The British-born Republican will face Democrat Xavier Becerra in the general election to succeed Gov. Gavin Newsom, who is term limited.
Hilton narrowly edged out Democrat Tom Steyer in a crowded and turbulent primary. He was able to consolidate much of the Republican vote over his main GOP rival, Riverside County Sheriff Chad Bianco, after winning President Donald Trump’s endorsement in April.
In a statement Tuesday, Hilton pointed to polling showing a majority of Californians believe the state is on the wrong track.
“That is the majority we will now have the honor of leading to victory in November, and I can’t wait to get started on the most high-energy campaign this state has ever seen,” Hilton said.
Hilton has campaigned on the notion that Democrats are responsible for an affordability crisis that is driving people away from California, a message he reiterated in a post-election, June 3 appearance at the California Republican Party headquarters.
“The Democratic Party in California has had 16 years to show that their ideas work well,” Hilton told reporters. “We’re still waiting.”
Hilton cut his teeth in his native UK working in Conservative Party politics, where he was credited with softening the party’s image on issues like the environment. He eventually rose to become an advisor to former Prime Minister David Cameron. Hilton and his wife, a communications executive in the tech world, moved to California in 2012.
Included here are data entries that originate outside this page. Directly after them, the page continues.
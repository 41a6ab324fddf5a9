use super::ResourceStore;
use crate::error::{LoclabError, Result};
use crate::resource::{codec, ops};
use serde::Serialize;
use std::path::{Path, PathBuf};

/// One match from a multi-file lookup
#[derive(Debug, Clone, PartialEq, Eq, Serialize)]
pub struct LookupHit {
    pub path: PathBuf,
    pub value: String,
}

impl ResourceStore {
    /// Looks up `key` in a single resource file.
    ///
    /// Read-only, no lock: writers swap new content in with an atomic
    /// rename, so a reader observes either the previous or the next
    /// complete state, never a partial one.
    pub async fn lookup(&self, path: &Path, key: &str) -> Result<Option<String>> {
        let (doc, _) = codec::load(path).await?;
        Ok(ops::find_by_key(&doc, key).map(|record| record.value.clone()))
    }

    /// Looks up `key` across sibling culture files.
    ///
    /// The path list comes from the discovery collaborator; this crate does
    /// no filename pattern matching itself. Missing files are skipped,
    /// malformed ones fail the whole lookup.
    pub async fn lookup_many(&self, paths: &[PathBuf], key: &str) -> Result<Vec<LookupHit>> {
        let mut hits = Vec::new();
        for path in paths {
            match codec::load(path).await {
                Ok((doc, _)) => {
                    if let Some(record) = ops::find_by_key(&doc, key) {
                        hits.push(LookupHit {
                            path: path.clone(),
                            value: record.value.clone(),
                        });
                    }
                }
                Err(LoclabError::DocumentNotFound { .. }) => continue,
                Err(e) => return Err(e),
            }
        }
        Ok(hits)
    }
}
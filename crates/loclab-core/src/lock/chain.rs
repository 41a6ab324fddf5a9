//! In-process wait chain: FIFO serialization of same-process callers per path

use std::collections::HashMap;
use std::path::{Path, PathBuf};
use std::sync::{Arc, Mutex};
use tokio::sync::{Mutex as AsyncMutex, OwnedMutexGuard};

/// Table of per-path wait chains.
///
/// An entry appears when a path first sees a caller and is removed once its
/// queue drains, so the table stays bounded over the process lifetime. The
/// inner `tokio::sync::Mutex` is fair: waiters are woken in arrival order,
/// which gives the strict FIFO hand-off the read-after-lock discipline
/// depends on.
#[derive(Debug, Default)]
pub(crate) struct WaitChain {
    table: Mutex<HashMap<PathBuf, Arc<AsyncMutex<()>>>>,
}

impl WaitChain {
    pub(crate) fn new() -> Self {
        Self::default()
    }

    /// Waits until every earlier same-process caller on `path` has finished.
    ///
    /// The returned slot must stay alive for the whole protected operation.
    /// Dropping it wakes the next caller in line whether or not the holder's
    /// operation succeeded; one failed operation never blocks the next.
    pub(crate) async fn enter(self: &Arc<Self>, path: &Path) -> ChainSlot {
        let cell = {
            let mut table = self.table.lock().expect("wait-chain table poisoned");
            table.entry(path.to_path_buf()).or_default().clone()
        };
        let guard = cell.clone().lock_owned().await;
        ChainSlot {
            chain: Arc::clone(self),
            path: path.to_path_buf(),
            cell,
            guard: Some(guard),
        }
    }

    #[cfg(test)]
    pub(crate) fn len(&self) -> usize {
        self.table.lock().expect("wait-chain table poisoned").len()
    }
}

/// A caller's position in one path's wait chain (RAII).
#[derive(Debug)]
pub(crate) struct ChainSlot {
    chain: Arc<WaitChain>,
    path: PathBuf,
    cell: Arc<AsyncMutex<()>>,
    guard: Option<OwnedMutexGuard<()>>,
}

impl Drop for ChainSlot {
    fn drop(&mut self) {
        // Wake the next caller first, then deregister the path if nobody is
        // queued behind us. Cell clones are only handed out under the table
        // lock, so the strong-count check cannot race a new arrival.
        self.guard.take();
        let Ok(mut table) = self.chain.table.lock() else {
            return;
        };
        let drained = table
            .get(&self.path)
            .map(|current| Arc::ptr_eq(current, &self.cell) && Arc::strong_count(&self.cell) == 2)
            .unwrap_or(false);
        if drained {
            table.remove(&self.path);
        }
    }
}
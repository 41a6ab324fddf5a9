//! Tests for the layered lock

use super::{acquire_lock, LockError, WaitChain};
use crate::config::LockSettings;
use std::sync::Arc;
use std::time::{Duration, Instant};
use tempfile::TempDir;

fn fast_settings() -> LockSettings {
    LockSettings {
        stale_after: Duration::from_secs(30),
        retry_delay: Duration::from_millis(5),
        max_retries: 5,
    }
}

#[tokio::test]
async fn acquire_creates_lockfile_with_pid_and_timestamp() {
    let temp = TempDir::new().unwrap();
    let target = temp.path().join("Strings.resx");
    let chain = Arc::new(WaitChain::new());

    let guard = acquire_lock(&chain, &target, &LockSettings::default())
        .await
        .unwrap();

    let lockfile = temp.path().join("Strings.resx.lock");
    assert!(lockfile.exists(), "lockfile should sit next to the target");

    let content = std::fs::read_to_string(&lockfile).unwrap();
    let mut lines = content.lines();
    let pid: u32 = lines.next().unwrap().parse().unwrap();
    let stamp: i64 = lines.next().unwrap().parse().unwrap();
    assert_eq!(pid, std::process::id());
    assert!(stamp > 0, "timestamp line should be a millisecond epoch");

    drop(guard);
}

#[tokio::test]
async fn drop_removes_lockfile() {
    let temp = TempDir::new().unwrap();
    let target = temp.path().join("Strings.resx");
    let chain = Arc::new(WaitChain::new());

    let guard = acquire_lock(&chain, &target, &LockSettings::default())
        .await
        .unwrap();
    let lockfile = temp.path().join("Strings.resx.lock");
    assert!(lockfile.exists());

    drop(guard);
    assert!(!lockfile.exists(), "lockfile must be removed on release");
}

#[tokio::test]
async fn contended_acquire_times_out() {
    let temp = TempDir::new().unwrap();
    let target = temp.path().join("Strings.resx");

    // Separate chains model separate processes; contention lands on the
    // lockfile, not the in-process queue.
    let chain_a = Arc::new(WaitChain::new());
    let chain_b = Arc::new(WaitChain::new());

    let _held = acquire_lock(&chain_a, &target, &fast_settings())
        .await
        .unwrap();
    let result = acquire_lock(&chain_b, &target, &fast_settings()).await;

    match result {
        Err(LockError::Timeout { attempts, .. }) => assert_eq!(attempts, 5),
        other => panic!("expected timeout, got {other:?}"),
    }
}

#[tokio::test]
async fn stale_lockfile_is_reclaimed() {
    let temp = TempDir::new().unwrap();
    let target = temp.path().join("Strings.resx");
    let lockfile = temp.path().join("Strings.resx.lock");

    // Leftover from a crashed holder
    std::fs::write(&lockfile, "99999\n0\n").unwrap();
    tokio::time::sleep(Duration::from_millis(25)).await;

    let settings = LockSettings {
        stale_after: Duration::from_millis(1),
        retry_delay: Duration::from_millis(5),
        max_retries: 5,
    };
    let chain = Arc::new(WaitChain::new());

    let start = Instant::now();
    let guard = acquire_lock(&chain, &target, &settings).await.unwrap();
    assert!(
        start.elapsed() < Duration::from_millis(200),
        "reclaim should not wait out the retry budget"
    );

    // The reclaimed lockfile now belongs to us
    let content = std::fs::read_to_string(&lockfile).unwrap();
    assert!(content.starts_with(&std::process::id().to_string()));
    drop(guard);
}

#[tokio::test]
async fn fresh_lockfile_is_not_reclaimed() {
    let temp = TempDir::new().unwrap();
    let target = temp.path().join("Strings.resx");
    let lockfile = temp.path().join("Strings.resx.lock");

    std::fs::write(&lockfile, "99999\n0\n").unwrap();

    let chain = Arc::new(WaitChain::new());
    let result = acquire_lock(&chain, &target, &fast_settings()).await;

    assert!(
        matches!(result, Err(LockError::Timeout { .. })),
        "a recent lockfile belongs to a live holder"
    );
    assert!(lockfile.exists(), "foreign lockfile must be left in place");
    std::fs::remove_file(&lockfile).unwrap();
}

#[tokio::test]
async fn chain_serializes_same_path_callers() {
    let temp = TempDir::new().unwrap();
    let target = temp.path().join("Strings.resx");
    let chain = Arc::new(WaitChain::new());

    let held = acquire_lock(&chain, &target, &LockSettings::default())
        .await
        .unwrap();

    let chain_clone = Arc::clone(&chain);
    let target_clone = target.clone();
    let waiter = tokio::spawn(async move {
        let guard = acquire_lock(&chain_clone, &target_clone, &LockSettings::default())
            .await
            .unwrap();
        let at = Instant::now();
        drop(guard);
        at
    });

    tokio::time::sleep(Duration::from_millis(50)).await;
    let released_at = Instant::now();
    drop(held);

    let acquired_at = waiter.await.unwrap();
    assert!(
        acquired_at >= released_at,
        "second caller must wait for the first to release"
    );
}

#[tokio::test]
async fn different_paths_do_not_block_each_other() {
    let temp = TempDir::new().unwrap();
    let chain = Arc::new(WaitChain::new());

    let _a = acquire_lock(&chain, &temp.path().join("a.resx"), &fast_settings())
        .await
        .unwrap();
    let _b = acquire_lock(&chain, &temp.path().join("b.resx"), &fast_settings())
        .await
        .unwrap();
}

#[tokio::test]
async fn wait_chain_table_drains_after_release() {
    let temp = TempDir::new().unwrap();
    let target = temp.path().join("Strings.resx");
    let chain = Arc::new(WaitChain::new());

    let guard = acquire_lock(&chain, &target, &LockSettings::default())
        .await
        .unwrap();
    assert_eq!(chain.len(), 1);

    drop(guard);
    assert_eq!(chain.len(), 0, "drained paths must be deregistered");
}

#[tokio::test]
async fn failed_acquire_still_wakes_next_caller() {
    let temp = TempDir::new().unwrap();
    let target = temp.path().join("Strings.resx");
    let lockfile = temp.path().join("Strings.resx.lock");

    // A foreign holder forces the first caller into a timeout
    std::fs::write(&lockfile, "99999\n0\n").unwrap();

    let chain = Arc::new(WaitChain::new());
    let result = acquire_lock(&chain, &target, &fast_settings()).await;
    assert!(matches!(result, Err(LockError::Timeout { .. })));

    // The failure must not leave the chain wedged
    std::fs::remove_file(&lockfile).unwrap();
    let guard = acquire_lock(&chain, &target, &fast_settings()).await;
    assert!(guard.is_ok(), "chain must recover after a failed holder");
}
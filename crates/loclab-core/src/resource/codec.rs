//! Parse and serialize the resource file markup
//!
//! The record-bearing section is the run of `<data>` elements; everything
//! before the first one and after the last one passes through opaque. The
//! parser works on LF-normalized text and tracks the original line-ending
//! mode separately so the serializer can reapply it.

use super::{Document, LineEnding, Record};
use crate::error::{LoclabError, Result};
use std::path::Path;

const DATA_OPEN: &str = "<data";
const DATA_CLOSE: &str = "</data>";
const VALUE_OPEN: &str = "<value>";
const VALUE_CLOSE: &str = "</value>";
const ROOT_CLOSE: &str = "</root>";
const COMMENT_OPEN: &str = "<!--";
const COMMENT_CLOSE: &str = "-->";

/// Reads and parses the resource file at `path`, reporting its line-ending
/// mode alongside the document.
///
/// A missing file is `DOCUMENT_NOT_FOUND` (distinct from a parse error and
/// recoverable by the caller); any other read failure propagates as I/O.
pub async fn load(path: &Path) -> Result<(Document, LineEnding)> {
    let raw = match tokio::fs::read_to_string(path).await {
        Ok(raw) => raw,
        Err(e) if e.kind() == std::io::ErrorKind::NotFound => {
            return Err(LoclabError::DocumentNotFound {
                path: path.to_path_buf(),
            });
        }
        Err(e) => return Err(LoclabError::Io(e)),
    };
    let eol = LineEnding::detect(&raw);
    let doc = parse(&raw, path)?;
    Ok((doc, eol))
}

/// Parses resource markup into a document.
///
/// Accepts either line-ending convention; the returned document is
/// LF-normalized throughout. A file without any `<data>` element parses to
/// an empty record sequence with the insertion point just before `</root>`,
/// so mutation logic can append unconditionally.
///
/// Text found between record elements (hand-written comments, typically)
/// cannot keep its position because every write re-sorts the records; it is
/// folded into the end of the prologue rather than dropped.
pub fn parse(raw: &str, path: &Path) -> Result<Document> {
    let text = raw.replace("\r\n", "\n");

    let mut records = Vec::new();
    let mut interstitial = String::new();
    let mut cursor = 0usize;
    let mut first_start: Option<usize> = None;
    let mut last_end = 0usize;

    while let Some(start) = find_data_open(&text, cursor) {
        let block_start = block_start(&text, start);
        match first_start {
            None => first_start = Some(block_start),
            Some(_) => {
                let gap = &text[last_end..block_start];
                if !gap.trim().is_empty() {
                    interstitial.push_str(gap);
                }
            }
        }

        let tag_end = text[start..]
            .find('>')
            .map(|i| start + i)
            .ok_or_else(|| parse_err(path, "unterminated <data> tag"))?;
        let self_closing = text[..tag_end].ends_with('/');
        let attrs = &text[start + DATA_OPEN.len()..tag_end - usize::from(self_closing)];
        let key = attr_value(attrs, "name")
            .ok_or_else(|| parse_err(path, "<data> element is missing a name attribute"))?;
        let preserve = attr_value(attrs, "xml:space").as_deref() == Some("preserve");

        // A self-closing element is the empty-value degenerate form
        let (value, mut end) = if self_closing {
            (String::new(), tag_end + 1)
        } else {
            let close = text[tag_end..].find(DATA_CLOSE).map(|i| tag_end + i).ok_or_else(|| {
                parse_err(path, &format!("unterminated <data> element for key '{key}'"))
            })?;
            let body = &text[tag_end + 1..close];
            let value = match body.find(VALUE_OPEN) {
                Some(open) => {
                    let vstart = open + VALUE_OPEN.len();
                    let vend = body[vstart..].find(VALUE_CLOSE).map(|i| vstart + i).ok_or_else(
                        || parse_err(path, &format!("unterminated <value> for key '{key}'")),
                    )?;
                    unescape(&body[vstart..vend])
                }
                // <data> without a <value> child carries an empty value
                None => String::new(),
            };
            (value, close + DATA_CLOSE.len())
        };

        records.push(Record {
            key: unescape(&key),
            value,
            preserve_space: preserve,
        });

        if text[end..].starts_with('\n') {
            end += 1;
        }
        last_end = end;
        cursor = end;
    }

    let (prologue, epilogue) = match first_start {
        Some(first) => {
            let mut prologue = text[..first].to_string();
            prologue.push_str(&interstitial);
            (prologue, text[last_end..].to_string())
        }
        None => match text.find(ROOT_CLOSE) {
            Some(at) => {
                let split = block_start(&text, at);
                (text[..split].to_string(), text[split..].to_string())
            }
            None => (text, String::new()),
        },
    };

    Ok(Document {
        prologue,
        records,
        epilogue,
    })
}

/// Serializes a document with records in ascending key order.
///
/// The sort is unconditional and ordinal (byte-wise, no collation): every
/// write canonicalizes the record section even when nothing changed. The
/// requested line-ending mode is applied to the whole output last, so no
/// mixed endings can escape.
pub fn serialize(doc: &Document, eol: LineEnding) -> String {
    let mut records: Vec<&Record> = doc.records.iter().collect();
    records.sort_by(|a, b| a.key.cmp(&b.key));

    let mut out = String::with_capacity(doc.prologue.len() + doc.epilogue.len() + 128);
    out.push_str(&doc.prologue);
    for record in records {
        out.push_str("  <data name=\"");
        out.push_str(&escape_attr(&record.key));
        out.push('"');
        if record.preserve_space {
            out.push_str(" xml:space=\"preserve\"");
        }
        out.push_str(">\n    <value>");
        out.push_str(&escape_text(&record.value));
        out.push_str("</value>\n  </data>\n");
    }
    out.push_str(&doc.epilogue);
    eol.apply(&out)
}

/// Finds the next `<data` element start at or after `from`.
///
/// Comment regions are skipped: the stock resource-file header carries a
/// large comment that quotes `<data>` examples, and those must not parse as
/// records.
fn find_data_open(text: &str, from: usize) -> Option<usize> {
    let mut pos = from;
    loop {
        let rest = &text[pos..];
        let data = rest.find(DATA_OPEN)?;
        match rest.find(COMMENT_OPEN) {
            Some(comment) if comment < data => {
                // Skip to the end of the comment; an unterminated comment
                // swallows everything after it.
                let close = text[pos + comment..].find(COMMENT_CLOSE)?;
                pos = pos + comment + close + COMMENT_CLOSE.len();
            }
            _ => {
                let at = pos + data;
                match text.as_bytes().get(at + DATA_OPEN.len()).copied() {
                    // A real element boundary, not a longer tag name
                    Some(b' ') | Some(b'\t') | Some(b'\n') | Some(b'>') | Some(b'/') => {
                        return Some(at)
                    }
                    _ => pos = at + DATA_OPEN.len(),
                }
            }
        }
    }
}

/// Start of the passthrough/record boundary for an element at `at`.
///
/// Normally the element sits alone on its line and the boundary is the line
/// start, so the serializer owns the indentation. If non-whitespace precedes
/// the element on the same line, that text stays in the passthrough region.
fn block_start(text: &str, at: usize) -> usize {
    let line = text[..at].rfind('\n').map(|i| i + 1).unwrap_or(0);
    if text[line..at].trim().is_empty() {
        line
    } else {
        at
    }
}

/// Extracts a quoted attribute value from a tag's attribute text.
fn attr_value(attrs: &str, name: &str) -> Option<String> {
    let mut search = 0;
    while let Some(found) = attrs[search..].find(name) {
        let at = search + found;
        let preceded_ok = at == 0 || attrs[..at].ends_with(|c: char| c.is_whitespace());
        let rest = attrs[at + name.len()..].trim_start();
        if preceded_ok {
            if let Some(rest) = rest.strip_prefix('=') {
                let rest = rest.trim_start();
                let mut chars = rest.chars();
                if let Some(quote @ ('"' | '\'')) = chars.next() {
                    let inner = &rest[1..];
                    let end = inner.find(quote)?;
                    return Some(inner[..end].to_string());
                }
            }
        }
        search = at + name.len();
    }
    None
}

fn escape_text(s: &str) -> String {
    s.replace('&', "&amp;").replace('<', "&lt;").replace('>', "&gt;")
}

fn escape_attr(s: &str) -> String {
    escape_text(s).replace('"', "&quot;")
}

// Replacing `&amp;` last makes this the exact inverse of the escapers:
// after escaping, the only `&` bytes left introduce entities.
fn unescape(s: &str) -> String {
    s.replace("&lt;", "<")
        .replace("&gt;", ">")
        .replace("&quot;", "\"")
        .replace("&apos;", "'")
        .replace("&amp;", "&")
}

fn parse_err(path: &Path, reason: &str) -> LoclabError {
    LoclabError::Parse {
        path: path.to_path_buf(),
        reason: reason.to_string(),
    }
}
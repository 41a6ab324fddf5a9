//! Resource document model: keyed records plus opaque passthrough text

pub mod codec;
pub mod ops;

mod model;

pub use model::{Document, LineEnding, Record};
pub use ops::UpsertAction;
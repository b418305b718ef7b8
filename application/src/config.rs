//! Solve options — use case loop control.
//!
//! [`SolveOptions`] groups the static parameters that control one solve
//! invocation. These are application-layer concerns, not domain policy.

use serde::{Deserialize, Serialize};
use std::time::Duration;

/// How calls are fanned out across questions and models
#[derive(Debug, Clone, Copy, PartialEq, Eq, Default, Serialize, Deserialize)]
#[serde(rename_all = "kebab-case")]
pub enum DispatchStrategy {
    /// One call serializes every question into a single prompt; repeated
    /// per model iteration. Minimizes total API calls.
    #[default]
    Batched,
    /// One exclusive-credential call per question per model iteration.
    /// Maximizes wall-clock throughput on large batches.
    PerQuestion,
}

/// Loop control parameters for one solve invocation
#[derive(Debug, Clone, Serialize, Deserialize)]
pub struct SolveOptions {
    pub strategy: DispatchStrategy,
    /// Cap on concurrently in-flight calls (`None` = no cap beyond the
    /// pool/limiter)
    pub concurrency_limit: Option<usize>,
    /// Stop scheduling new calls once every question's leader confidence
    /// reaches this percentage
    pub early_stop_confidence_percent: Option<f64>,
    /// How long a credential cools down after a rate-limited exclusive call
    pub cooldown: Duration,
    /// Route batched calls through the racing dispatcher (one attempt per
    /// credential, first success wins)
    pub racing: bool,
}

impl Default for SolveOptions {
    fn default() -> Self {
        Self {
            strategy: DispatchStrategy::Batched,
            concurrency_limit: None,
            early_stop_confidence_percent: None,
            cooldown: Duration::from_secs(30),
            racing: false,
        }
    }
}

impl SolveOptions {
    // ==================== Builder Methods ====================

    pub fn with_strategy(mut self, strategy: DispatchStrategy) -> Self {
        self.strategy = strategy;
        self
    }

    pub fn with_concurrency_limit(mut self, limit: usize) -> Self {
        self.concurrency_limit = Some(limit);
        self
    }

    pub fn with_early_stop(mut self, percent: f64) -> Self {
        self.early_stop_confidence_percent = Some(percent);
        self
    }

    pub fn with_cooldown(mut self, cooldown: Duration) -> Self {
        self.cooldown = cooldown;
        self
    }

    pub fn with_racing(mut self, racing: bool) -> Self {
        self.racing = racing;
        self
    }
}
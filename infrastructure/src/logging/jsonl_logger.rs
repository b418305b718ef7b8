//! JSONL file writer for solve events.
//!
//! Each event is serialized as a single JSON line with a `type` field and
//! `timestamp`, appended via a buffered writer. The logger also implements
//! [`ProgressNotifier`], so it can ride along the solve's progress stream
//! as an audit log.

use std::fs::File;
use std::io::{BufWriter, Write};
use std::path::{Path, PathBuf};
use std::sync::Mutex;

use tracing::warn;

use mcq_application::{ProgressNotifier, SolveProgress};

/// JSONL solve-event logger that writes one JSON object per line.
///
/// Thread-safe via `Mutex<BufWriter<File>>`. Flushes on `Drop`.
pub struct JsonlEventLogger {
    writer: Mutex<BufWriter<File>>,
    path: PathBuf,
}

impl JsonlEventLogger {
    /// Create a new logger writing to the given path.
    ///
    /// Creates the file (and parent directories) if they don't exist.
    /// Returns `None` if the file cannot be created.
    pub fn new(path: impl AsRef<Path>) -> Option<Self> {
        let path = path.as_ref();

        if let Some(parent) = path.parent()
            && let Err(e) = std::fs::create_dir_all(parent)
        {
            warn!("Could not create event log directory {}: {}", parent.display(), e);
            return None;
        }

        let file = match File::create(path) {
            Ok(f) => f,
            Err(e) => {
                warn!("Could not create event log file {}: {}", path.display(), e);
                return None;
            }
        };

        Some(Self {
            writer: Mutex::new(BufWriter::new(file)),
            path: path.to_path_buf(),
        })
    }

    /// Get the path to the log file.
    pub fn path(&self) -> &Path {
        &self.path
    }

    /// Append one event line; logging failures are warnings, never errors.
    pub fn log(&self, event_type: &str, payload: serde_json::Value) {
        let timestamp = chrono::Utc::now().to_rfc3339_opts(chrono::SecondsFormat::Millis, true);

        let record = if let serde_json::Value::Object(mut map) = payload {
            map.insert(
                "type".to_string(),
                serde_json::Value::String(event_type.to_string()),
            );
            map.insert(
                "timestamp".to_string(),
                serde_json::Value::String(timestamp),
            );
            serde_json::Value::Object(map)
        } else {
            serde_json::json!({
                "type": event_type,
                "timestamp": timestamp,
                "data": payload,
            })
        };

        let Ok(line) = serde_json::to_string(&record) else {
            return;
        };

        let mut writer = self.writer.lock().unwrap();
        if let Err(e) = writeln!(writer, "{}", line) {
            warn!("Could not write event log line: {}", e);
        }
        let _ = writer.flush();
    }
}

impl ProgressNotifier for JsonlEventLogger {
    fn on_solve_start(&self, total_calls: usize) {
        self.log("solve_start", serde_json::json!({ "total_calls": total_calls }));
    }

    fn on_batch_recorded(&self, update: &SolveProgress) {
        let answers: serde_json::Value = update
            .answers_so_far
            .iter()
            .map(|(id, letter)| (id.clone(), serde_json::json!(letter.to_string())))
            .collect::<serde_json::Map<_, _>>()
            .into();
        self.log(
            "batch_recorded",
            serde_json::json!({
                "model_key": update.model_key,
                "iteration": update.iteration,
                "answers_so_far": answers,
            }),
        );
    }

    fn on_call_failed(&self, model_key: &str, iteration: u32, error: &str) {
        self.log(
            "call_failed",
            serde_json::json!({
                "model_key": model_key,
                "iteration": iteration,
                "error": error,
            }),
        );
    }

    fn on_solve_complete(&self, resolved: usize) {
        self.log("solve_complete", serde_json::json!({ "resolved": resolved }));
    }
}
//! Infrastructure layer for mcq-quorum
//!
//! This crate contains adapters that implement the ports defined in the
//! application layer: the Gemini HTTP caller (direct-key and proxy-backed),
//! TOML configuration loading, and the JSONL solve-event log.

pub mod config;
pub mod gemini;
pub mod logging;

// Re-export commonly used types
pub use config::{
    ConfigLoader, FileConfig, FileCredentialEntry, FileModelEntry, FileProviderConfig,
    FileSolverConfig, validation::{ConfigIssue, ConfigIssueCode, Severity},
};
pub use gemini::{caller::DirectCaller, error::classify_response, proxy::ProxyCaller};
pub use logging::JsonlEventLogger;
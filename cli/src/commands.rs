//! CLI command definitions

use clap::{Parser, ValueEnum};
use std::path::PathBuf;

use mcq_application::DispatchStrategy;

/// Output format for solve results
#[derive(Debug, Clone, Copy, ValueEnum)]
pub enum OutputFormat {
    /// One line per question with confidence
    Answers,
    /// Answers plus per-option vote detail
    Full,
    /// JSON output
    Json,
}

/// Dispatch strategy flag
#[derive(Debug, Clone, Copy, ValueEnum)]
pub enum StrategyArg {
    /// One call answers every question; fewest API calls
    Batched,
    /// One exclusive-credential call per question; fastest wall-clock
    PerQuestion,
}

impl From<StrategyArg> for DispatchStrategy {
    fn from(value: StrategyArg) -> Self {
        match value {
            StrategyArg::Batched => DispatchStrategy::Batched,
            StrategyArg::PerQuestion => DispatchStrategy::PerQuestion,
        }
    }
}

/// CLI arguments for mcq-quorum
#[derive(Parser, Debug)]
#[command(name = "mcq-quorum")]
#[command(author, version, about = "Answer question batches with a weighted multi-model quorum")]
#[command(long_about = r#"
mcq-quorum answers a batch of multiple-choice questions by querying every
enabled model several times across a pool of API keys, then merging the
answers into a weighted consensus per question. Every question always gets
an answer, even when calls fail.

Configuration files are loaded from (in priority order):
1. --config <path>     Explicit config file
2. ./mcq.toml          Project-level config
3. ~/.config/mcq-quorum/config.toml   Global config

Example:
  mcq-quorum questions.json
  mcq-quorum -m pro -m flash --early-stop 60 questions.json
  mcq-quorum --strategy per-question --stats questions.json
"#)]
pub struct Cli {
    /// Path to the questions JSON file
    pub questions: Option<PathBuf>,

    /// Model keys to enable (defaults to every configured model)
    #[arg(short, long, value_name = "KEY")]
    pub model: Vec<String>,

    /// Dispatch strategy (overrides the config file)
    #[arg(long, value_enum, value_name = "STRATEGY")]
    pub strategy: Option<StrategyArg>,

    /// Stop scheduling calls once every question reaches this confidence
    #[arg(long, value_name = "PERCENT")]
    pub early_stop: Option<f64>,

    /// Cap on concurrently in-flight calls
    #[arg(long, value_name = "N")]
    pub concurrency: Option<usize>,

    /// Race batched calls across all credentials
    #[arg(long)]
    pub racing: bool,

    /// Output format
    #[arg(short, long, value_enum, default_value = "answers")]
    pub output: OutputFormat,

    /// Verbosity level (-v = info, -vv = debug, -vvv = trace)
    #[arg(short, long, action = clap::ArgAction::Count)]
    pub verbose: u8,

    /// Suppress progress indicators
    #[arg(short, long)]
    pub quiet: bool,

    /// Print usage statistics after solving
    #[arg(long)]
    pub stats: bool,

    /// Append solve events to a JSONL audit log
    #[arg(long, value_name = "PATH")]
    pub event_log: Option<PathBuf>,

    /// Path to configuration file
    #[arg(long, value_name = "PATH")]
    pub config: Option<PathBuf>,

    /// Disable loading of configuration files
    #[arg(long)]
    pub no_config: bool,

    /// Show configuration file locations and exit
    #[arg(long)]
    pub show_config: bool,
}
Hilton embraced Brexit and backed Donald Trump’s candidacy for U.S. president. His frequent appearances on Fox News led the network to offer him his own show in 2017 called “The Next Revolution” focused on right-wing populist movements. He left the show in 2023 to focus on California politics.
On the campaign trail, Hilton has vowed to cut gas prices to $3 a gallon, eliminate taxes on the first $100,000 of income and cut red tape. He’s embraced some of the language of the second Trump administration, including a “CAL DOGE” team that he says will root out waste, fraud and corruption.
That rhetoric, and the endorsement from Trump, that were valuable in consolidating the Republican vote could be a liability in California. Registered Democrats outnumber Republicans almost two to one. Trump’s approval rating stands at 25% among all adults surveyed by the California Public Policy Institute last month.
Becerra has already previewed lines of attack against Hilton in debates, referring to Trump as Hilton’s “daddy” and dismissing Hilton as a “talking head on a Fox News program” who has not conceded Joe Biden won the 2020 election.
In a statement Tuesday, the Democratic Governor’s Association executive director Meghan Meehan-Draper said Hilton was the “last person Californians need or want as their governor,” arguing that he “backed ICE raids targeting schools and communities, wants to kick millions of Californians off their health insurance, and even supports allowing anti-abortion states to prosecute California doctors for providing legal abortion care.”
Hilton has also attacked Becerra’s connection to a corruption scandal involving his former advisor and chief of staff, who pleaded guilty to siphoning around $225,000 from Becerra’s dormant campaign account. Prosecutors described Becerra as a victim in the scheme. But at a debate last month, Hilton urged Becerra to drop out of the race, saying he should instead be preparing his criminal defense.